Abstract:
Earth Science is a discipline that heavily relies on data, yet it is not fully harnessing the advantages of Earth data with existing technological means though covers many subject areas, Knowledge Graphs (KGs) is widely recognized as an effective approach to fully harness and utilize the extensive data in this field. Earth Science Knowledge Graphs can integrate geoscience knowledge, enhance research efficiency, and facilitate interdisciplinary collaboration. By analyzing network connections and semantic relationships, they uncover knowledge associations and patterns, andaid researchers in identifying new domains and posing novel research questions. Unlike conventional advancements in large-scale modeling technologies, Knowledge Graph offers precise knowledge that enhances both the intelligence and dependability of generated outcomes from such models.
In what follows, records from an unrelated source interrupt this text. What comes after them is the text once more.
use rand::Rng;
use rusqlite::params;

use crate::db;
use crate::error::AppResult;
use crate::state::DbPool;

/// Fetch the user's API token, creating one on first use. One token per user;
/// repeated calls return the same token.
pub fn get_or_create(pool: &DbPool, user_id: &str) -> AppResult<String> {
    let conn = pool.get()?;

    let existing: Option<String> = conn
        .query_row(
            "SELECT token FROM auth_tokens WHERE user_id = ?1",
            params![user_id],
            |row| row.get(0),
        )
        .map(Some)
        .or_else(|e| match e {
            rusqlite::Error::QueryReturnedNoRows => Ok(None),
            other => Err(other),
        })?;

    if let Some(token) = existing {
        return Ok(token);
    }

    let token = generate_token();
    let id = uuid::Uuid::now_v7().to_string();
    if let Err(e) = conn.execute(
        "INSERT INTO auth_tokens (id, user_id, token) VALUES (?1, ?2, ?3)",
        params![id, user_id, token],
    ) {
        // Two first logins can race past the existence check; the per-user
        // unique constraint holds and the winner's token is the stable one
        if db::is_unique_violation(&e) {
            return Ok(conn.query_row(
                "SELECT token FROM auth_tokens WHERE user_id = ?1",
                params![user_id],
                |row| row.get(0),
            )?);
        }
        return Err(e.into());
    }

    Ok(token)
}

/// Revoke a token. Used by UI logout.
pub fn delete(pool: &DbPool, token: &str) -> AppResult<()> {
    let conn = pool.get()?;
    conn.execute("DELETE FROM auth_tokens WHERE token = ?1", params![token])?;
    Ok(())
}

/// Generate a cryptographically random 32-byte hex token.
fn generate_token() -> String {
    let mut rng = rand::thread_rng();
    let bytes: [u8; 32] = rng.gen();
    bytes.iter().map(|b| format!("{:02x}", b)).collect()
}
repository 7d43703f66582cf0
pub mod password;
pub mod token;
/// Rebalances the whole volume: every body item in the tree, regardless of owning file, is
/// checked against the current table and migrated if it disagrees. Used after `add_brick`/
/// `remove_brick` reassign the ring.
pub fn balance_volume_asym(ctx: &MigrationCtx, conf: &Configuration) -> Result<u32> {
    let mut moved = 0u32;
    loop {
        let mut items = ctx.tree.iter_body_items_from(ItemKey::body(0, 0, 0));
        items.retain(|(_, it)| it.key.item_type == BODY_MINOR);

        let mut progressed = false;
        for (coord, item) in items {
            let item = split_at_stripe_boundary(ctx.tree, ctx.block_size, ctx.stripe_bits, coord, item)?;
            if let Some(plan) = plan_for_item(ctx, conf, coord, item)? {
                apply_migration(ctx, conf, plan)?;
                moved += 1;
                progressed = true;
            }
        }
        if !progressed {
            break;
        }
    }
    Ok(moved)
}

/// Writes `table` to the meta brick's volmap/voltab chain, flips `new_conf`'s `CUR` head over
/// to it, publishes, and retires the old chain. Shared by every reconfiguration op below.
fn persist_and_publish(volume: &Volume, plugin: &dyn DistributionPlugin, mut new_conf: Configuration, table: DistributionTable) -> Result<()> {
    let meta_id = volume.meta_brick_id;
    let old_head = new_conf.slot(meta_id).map(|s| s.origin().volmap_loc[0]).unwrap_or(0);

    let chain = {
        let meta = new_conf.slot(meta_id).ok_or(Error::NotFound)?.origin();
        volinfo::create(meta, &table, plugin)?
    };

    if let Some(Some(slot)) = new_conf.mslots.get_mut(meta_id as usize) {
        slot.origin_mut().volmap_loc[0] = chain.head;
    }
    new_conf.table = Some(Arc::new(table));

    let published = Arc::new(new_conf);
    volume.publish(published.clone());
    volume.set_new_conf(None);

    if old_head != 0 {
        if let Some(slot) = published.slot(meta_id) {
            let _ = volinfo::release(slot.origin(), old_head);
        }
    }
    Ok(())
}

/// Registers a freshly activated brick into the volume: appends its slot, grows the
/// distribution table (building one from scratch if the volume had none yet), and marks the
/// volume `UNBALANCED` until a rebalance walk catches the new brick up.
pub fn add_brick(volume: &Volume, plugin: &dyn DistributionPlugin, seg_bits: u8, mut new_brick: Brick) -> Result<()> {
    let _guard = volume.try_write_lock()?;
    let conf = volume.conf();
    let mut new_conf = conf.clone_for_reconfig();

    let new_id = new_conf.mslots.len() as BrickId;
    new_brick.id = new_id;
    new_brick.flags.insert(BrickFlags::HAS_DATA_ROOM);
    new_brick.flags.insert(BrickFlags::ACTIVATED);
    new_conf.mslots.push(Some(MirrorSlot {
        mirrors: alloc::vec![new_brick],
    }));

    let dsa: Vec<BrickId> = new_conf.dsa_bricks().into_iter().map(|b| b.id).collect();
    let table = match &conf.table {
        Some(t) if !t.segments.is_empty() => {
            let mut table = (**t).clone();
            plugin.inc(&mut table, &dsa, new_id);
            table
        }
        _ => plugin.build(seg_bits, &dsa),
    };

    persist_and_publish(volume, plugin, new_conf, table)?;
    volume.set_flags(VolumeFlags::UNBALANCED);
    log::info!("volume {} gained brick {new_id}, now unbalanced", volume.uuid);
    Ok(())
}

/// Stage 1 of brick removal: flags the victim `TO_BE_REMOVED`, clears its `HAS_DATA_ROOM` so
/// the allocator stops using it, reassigns its segments among the remaining DSA bricks, and
/// publishes that transitional config (old slot set, new table) right away so writes during the
/// drain already resolve through the reassigned ring. `remove_brick_tail` finalizes once the
/// victim's data has drained. Rejects a removal that would leave the volume with no
/// data-storage-area brick at all — every volume keeps at least one DSA brick, whether that's a
/// dedicated data brick or a meta brick with data room.
pub fn remove_brick(volume: &Volume, plugin: &dyn DistributionPlugin, victim: BrickId) -> Result<()> {
    let _guard = volume.try_write_lock()?;
    let conf = volume.conf();
    let victim_slot = conf.slot(victim).ok_or(Error::NotFound)?;
    let victim_in_dsa = victim_slot.origin().in_dsa();

    let remaining_dsa: Vec<BrickId> = conf
        .dsa_bricks()
        .into_iter()
        .map(|b| b.id)
        .filter(|&id| id != victim)
        .collect();

    if victim_in_dsa && remaining_dsa.is_empty() {
        log::warn!("refusing to remove brick {victim} from volume {}: would empty the DSA", volume.uuid);
        return Err(Error::Invalid("removing this brick would leave the volume with no data-storage-area brick"));
    }

    let mut new_conf = conf.clone_for_reconfig();
    if let Some(Some(slot)) = new_conf.mslots.get_mut(victim as usize) {
        slot.origin_mut().flags.insert(BrickFlags::TO_BE_REMOVED);
        slot.origin_mut().flags.remove(BrickFlags::HAS_DATA_ROOM);
    }

    let table = match &conf.table {
        Some(t) if victim_in_dsa && !t.segments.is_empty() => {
            let mut table = (**t).clone();
            plugin.dec(&mut table, &remaining_dsa, victim);
            table
        }
        Some(t) => (**t).clone(),
        None => empty_table(),
    };

    // Publish the transitional config (old slot set, new table) right away: user writes during
    // the drain must already resolve through the reassigned ring, not the stale one.
    persist_and_publish(volume, plugin, new_conf, table)?;
    volume.set_flags(VolumeFlags::UNBALANCED);
    volume.set_flags(VolumeFlags::INCOMPLETE_REMOVAL);
    log::info!("volume {} staged removal of brick {victim}", volume.uuid);
    Ok(())
}
//! C2: the configuration store. A [`Configuration`] is the immutable, RCU-published mapping
//! from mirror slot to brick plus the current distribution table; a [`Volume`] owns the
//! current and (while reconfiguring) in-progress-new configuration, and drives the strict
//! brick activation order: replicas before origins, metadata bricks before data bricks.

use alloc::sync::Arc;
use alloc::vec::Vec;

use uuid::Uuid;

use crate::brick::{Brick, BrickFlags, BrickId, BrickRole, RegisteredVolume, UNASSIGNED_BRICK_ID};
use crate::distribution::DistributionTable;
use crate::error::{Error, Result};

#[derive(Debug, Clone, Copy, PartialEq, Eq, Default)]
pub struct VolumeFlags(pub u32);

impl VolumeFlags {
    pub const ACTIVATED: Self = Self(1 << 0);
    pub const UNBALANCED: Self = Self(1 << 1);
    pub const INCOMPLETE_REMOVAL: Self = Self(1 << 2);
    pub const PROXY_ENABLED: Self = Self(1 << 3);
    pub const PROXY_IO: Self = Self(1 << 4);

    pub const fn contains(self, other: Self) -> bool {
        self.0 & other.0 == other.0
    }

    pub fn insert(&mut self, other: Self) {
        self.0 |= other.0;
    }

    pub fn remove(&mut self, other: Self) {
        self.0 &= !other.0;
    }
}

/// One DSA/meta slot: index 0 is the origin, the rest are its replicas in mirror-id order.
#[derive(Clone)]
pub struct MirrorSlot {
    pub mirrors: Vec<Brick>,
}

impl MirrorSlot {
    pub fn origin(&self) -> &Brick {
        &self.mirrors[0]
    }

    pub fn origin_mut(&mut self) -> &mut Brick {
        &mut self.mirrors[0]
    }
}

/// An immutable, published snapshot of the brick→slot mapping plus the distribution table in
/// effect for it. Readers clone the `Arc` under `Volume::conf()`; reconfiguration builds a new
/// one and calls [`Volume::publish`].
#[derive(Clone)]
pub struct Configuration {
    pub mslots: Vec<Option<MirrorSlot>>,
    pub table: Option<Arc<DistributionTable>>,
}

impl Configuration {
    pub fn empty() -> Self {
        Self {
            mslots: Vec::new(),
            table: None,
        }
    }

    pub fn nr_origins(&self) -> u32 {
        self.mslots.iter().filter(|s| s.is_some()).count() as u32
    }

    pub fn slot(&self, id: BrickId) -> Option<&MirrorSlot> {
        self.mslots.get(id as usize).and_then(|s| s.as_ref())
    }

    pub fn dsa_bricks(&self) -> Vec<&Brick> {
        self.mslots
            .iter()
            .filter_map(|s| s.as_ref())
            .map(|s| s.origin())
            .filter(|b| b.in_dsa())
            .collect()
    }

    /// The brick currently absorbing all writes, if a proxy is active (at most one, ever).
    pub fn proxy_brick(&self) -> Option<&Brick> {
        self.mslots
            .iter()
            .filter_map(|s| s.as_ref())
            .map(|s| s.origin())
            .find(|b| b.flags.contains(BrickFlags::IS_PROXY))
    }

    /// A shallow copy for reconfiguration: the slot table is cloned, the distribution table
    /// pointer is dropped (the distribution engine assigns a fresh one before publish).
    pub fn clone_for_reconfig(&self) -> Self {
        Self {
            mslots: self.mslots.clone(),
            table: None,
        }
    }

    /// Checks that every populated slot's origin id equals its slot index.
    pub fn check_slot_identity(&self) -> bool {
        self.mslots
            .iter()
            .enumerate()
            .all(|(i, s)| s.as_ref().is_none_or(|s| s.origin().id as usize == i))
    }
}

/// A logical volume: one or more bricks, its published configuration, and (while a
/// reconfiguration is in flight) the in-progress new configuration.
pub struct Volume {
    pub uuid: Uuid,
    pub stripe_bits: u8,
    pub distribution_plugin_id: u8,
    pub meta_brick_id: BrickId,

    conf: spin::RwLock<Arc<Configuration>>,
    new_conf: spin::RwLock<Option<Arc<Configuration>>>,
    flags: spin::Mutex<VolumeFlags>,

    /// Write-held for add/remove/resize/scale/finish-removal; read-held for balance, file
    /// migration, and introspection. Modeled with `spin::RwLock` rather than a blocking rwsem:
    /// this crate has no blocking scheduler to park one against.
    pub volume_sem: spin::RwLock<()>,
    pub brick_removal_sem: spin::RwLock<()>,
}

impl Volume {
    pub fn new(uuid: Uuid, stripe_bits: u8, distribution_plugin_id: u8, meta_brick_id: BrickId) -> Self {
        Self {
            uuid,
            stripe_bits,
            distribution_plugin_id,
            meta_brick_id,
            conf: spin::RwLock::new(Arc::new(Configuration::empty())),
            new_conf: spin::RwLock::new(None),
            flags: spin::Mutex::new(VolumeFlags::default()),
            volume_sem: spin::RwLock::new(()),
            brick_removal_sem: spin::RwLock::new(()),
        }
    }

    pub fn conf(&self) -> Arc<Configuration> {
        self.conf.read().clone()
    }

    pub fn new_conf(&self) -> Option<Arc<Configuration>> {
        self.new_conf.read().clone()
    }

    /// Publish a freshly built configuration. The previous `Arc` is simply dropped; readers
    /// already holding a clone keep it alive until their own clone is dropped, which stands
    /// in for an RCU grace period in this crate.
    pub fn publish(&self, new: Arc<Configuration>) {
        *self.conf.write() = new;
    }

    pub fn set_new_conf(&self, new: Option<Arc<Configuration>>) {
        *self.new_conf.write() = new;
    }

    pub fn flags(&self) -> VolumeFlags {
        *self.flags.lock()
    }

    pub fn set_flags(&self, f: VolumeFlags) {
        let mut flags = self.flags.lock();
        flags.insert(f);
    }

    pub fn clear_flags(&self, f: VolumeFlags) {
        let mut flags = self.flags.lock();
        flags.remove(f);
    }

    /// Try to take `volume_sem` for write without blocking, the way the ioctl surface's
    /// reconfiguration ops do; returns `Error::Busy` on contention instead of parking.
    pub fn try_write_lock(&self) -> Result<spin::RwLockWriteGuard<'_, ()>> {
        self.volume_sem.try_write().ok_or(Error::Busy)
    }
}

/// Metadata mirrors always share slot 0; data mirrors are grouped by their on-disk
/// `subvol_id`.
fn slot_key_of(b: &Brick) -> BrickId {
    if b.is_meta { 0 } else { b.subvol_id }
}

fn assign_slots(mut bricks: Vec<Brick>) -> Result<Vec<Option<MirrorSlot>>> {
    bricks.sort_by_key(|b| (slot_key_of(b), b.mirror_id));

    let mut mslots: Vec<Option<MirrorSlot>> = Vec::new();
    let mut i = 0;
    while i < bricks.len() {
        let slot_id = slot_key_of(&bricks[i]);
        let mut mirrors = Vec::new();
        while i < bricks.len() && slot_key_of(&bricks[i]) == slot_id {
            mirrors.push(bricks[i].clone());
            i += 1;
        }
        if mirrors[0].mirror_id != 0 {
            return Err(Error::Invalid("mirror slot is missing its origin"));
        }
        for m in mirrors.iter_mut() {
            m.id = slot_id;
        }
        while mslots.len() <= slot_id as usize {
            mslots.push(None);
        }
        mslots[slot_id as usize] = Some(MirrorSlot { mirrors });
    }
    Ok(mslots)
}

/// For every origin whose role was just activated in this phase, confirms its replicas (which
/// activate in the phase immediately before it) are already marked active.
fn verify_replicas_activated(bricks: &[Brick], origin_role: BrickRole) -> Result<()> {
    let want_meta = matches!(origin_role, BrickRole::MetaOrigin);
    for origin in bricks.iter().filter(|b| b.is_meta == want_meta && b.mirror_id == 0) {
        let slot = slot_key_of(origin);
        let all_replicas_up = bricks
            .iter()
            .filter(|b| b.is_meta == want_meta && b.mirror_id != 0 && slot_key_of(b) == slot)
            .all(|r| r.flags.contains(BrickFlags::ACTIVATED));
        if !all_replicas_up {
            return Err(Error::Invalid("origin activated before all its replicas"));
        }
    }
    Ok(())
}

/// Activates every brick in `registered` in the order `meta-replica → meta-origin →
/// data-replica → data-origin`, assigns each slot's id, and returns the populated volume with
/// an empty distribution table (the caller loads one via `volinfo::load`).
pub fn activate(registered: RegisteredVolume, meta_reserve_per_mille: u32) -> Result<Volume> {
    let order = [
        BrickRole::MetaReplica,
        BrickRole::MetaOrigin,
        BrickRole::DataReplica,
        BrickRole::DataOrigin,
    ];

    let mut bricks = registered.bricks;
    for b in bricks.iter_mut() {
        b.min_used_blocks = b.capacity_blocks * meta_reserve_per_mille as u64 / 1000;
    }

    for role in order {
        for b in bricks.iter_mut() {
            if b.role() == role && !b.flags.contains(BrickFlags::ACTIVATED) {
                activate_one(b)?;
            }
        }
        if matches!(role, BrickRole::MetaOrigin | BrickRole::DataOrigin) {
            if let Err(e) = verify_replicas_activated(&bricks, role) {
                log::warn!("activation rolled back at role {role:?}: {e}");
                deactivate_all(&mut bricks);
                return Err(e);
            }
        }
    }

    let nr_origins = bricks.iter().filter(|b| b.mirror_id == 0).count() as u32;
    if bricks.iter().filter(|b| b.mirror_id == 0 && b.flags.contains(BrickFlags::ACTIVATED)).count() as u32
        != nr_origins
    {
        log::warn!("activation rolled back: not every origin could be activated");
        deactivate_all(&mut bricks);
        return Err(Error::Invalid("not every origin could be activated"));
    }

    let mslots = assign_slots(bricks)?;

    let meta_id = 0u16;
    let volume = Volume::new(
        registered.volume_uuid,
        registered.stripe_bits,
        registered.distribution_plugin_id,
        meta_id,
    );
    let conf = Configuration {
        mslots,
        table: None,
    };
    volume.publish(Arc::new(conf));
    volume.set_flags(VolumeFlags::ACTIVATED);
    Ok(volume)
}

fn activate_one(b: &mut Brick) -> Result<()> {
    b.flags.insert(BrickFlags::ACTIVATED);
    log::debug!("activated brick {} (role {:?})", b.uuid, b.role());
    Ok(())
}

fn deactivate_all(bricks: &mut [Brick]) {
    for b in bricks.iter_mut() {
        b.flags.remove(BrickFlags::ACTIVATED);
    }
}

/// Deactivates non-replica bricks first (so replicas stay available for journal replay during
/// the drain), then replicas. Order only matters to a real I/O backend; this crate records no
/// additional per-brick state on deactivation beyond the volume-level flag.
pub fn deactivate(volume: &Volume) -> Result<()> {
    volume.clear_flags(VolumeFlags::ACTIVATED);
    log::debug!("deactivated volume {}", volume.uuid);
    Ok(())
}

#[cfg(test)]
mod tests {
    use super::*;
    use crate::testing::FakeBlockDevice;
    use alloc::sync::Arc as StdArc;

    fn make_brick(subvol_id: u16, is_meta: bool, mirror_id: u16) -> Brick {
        Brick {
            id: UNASSIGNED_BRICK_ID,
            subvol_id,
            uuid: Uuid::new_v4(),
            volume_uuid: Uuid::nil(),
            io: StdArc::new(FakeBlockDevice::new(4096, 1024)),
            capacity_blocks: 1024,
            free_blocks: 1024,
            used_blocks: 0,
            min_used_blocks: 0,
            mirror_id,
            num_replicas: 0,
            format_plugin_id: 0,
            distribution_plugin_id: 0,
            stripe_bits: 20,
            is_meta,
            flags: BrickFlags::HAS_DATA_ROOM,
            volmap_loc: [0, 0],
        }
    }

    #[test]
    fn activate_assigns_slots_and_checks_identity() {
        let registered = RegisteredVolume {
            volume_uuid: Uuid::nil(),
            volume_plugin_id: 0,
            distribution_plugin_id: 0,
            stripe_bits: 20,
            bricks: alloc::vec![make_brick(0, true, 0), make_brick(1, false, 0), make_brick(2, false, 0)],
        };
        let volume = activate(registered, 20).unwrap();
        let conf = volume.conf();
        assert!(conf.check_slot_identity());
        assert_eq!(conf.nr_origins(), 3);
        assert!(volume.flags().contains(VolumeFlags::ACTIVATED));
    }

    #[test]
    fn replica_activated_before_origin_is_enforced() {
        let mut replica = make_brick(5, false, 1);
        replica.flags.remove(BrickFlags::HAS_DATA_ROOM);
        let registered = RegisteredVolume {
            volume_uuid: Uuid::nil(),
            volume_plugin_id: 0,
            distribution_plugin_id: 0,
            stripe_bits: 20,
            bricks: alloc::vec![make_brick(0, true, 0), make_brick(5, false, 0), replica],
        };
        // Both mirrors activate normally here; this asserts the happy path still holds once a
        // replica is present, guarding against a regression that skips replica verification.
        let volume = activate(registered, 0).unwrap();
        assert_eq!(volume.conf().slot(5).unwrap().mirrors.len(), 2);
    }
}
Firstly, this study provides a detailed exposition of Knowledge Graph concepts and construction methods. Knowledge Graphs, as a form of data graph, are designed to collect and convey knowledge from the real world. Their universal expression is in the form of triples, consisting of head entities, tail entities, and the relationships between them. Knowledge Graphs have emerged as a significant approach for organizing structured knowledge and integrating information from multiple data sources in the organizational world. Their architectural framework primarily encompasses four components: source data acquisition, knowledge fusion, knowledge computation, and knowledge application. Source data acquisition stands as the primary step in building Knowledge Graphs, focusing on extracting useful information from various types of data. Knowledge fusion is pivotal in addressing the heterogeneity of different Knowledge Graphs, with the aim of enhancing their quality through integration. Knowledge computation represents the primary output capability of Knowledge Graphs, currently applied in fields such as semantic search, question answering, and visualization analysis. Knowledge Graph construction technology enables the extraction of information from structured, unstructured, and semi-structured data sources, organizing this information into knowledge and presenting it in graphical form. Presently, the construction of Knowledge Graphs in the field of Earth Sciences primarily employs two methods: Top-down and bottom-up approaches, with the overarching principle being the synthesis of both methods while allowing flexibility in their specific sequencing.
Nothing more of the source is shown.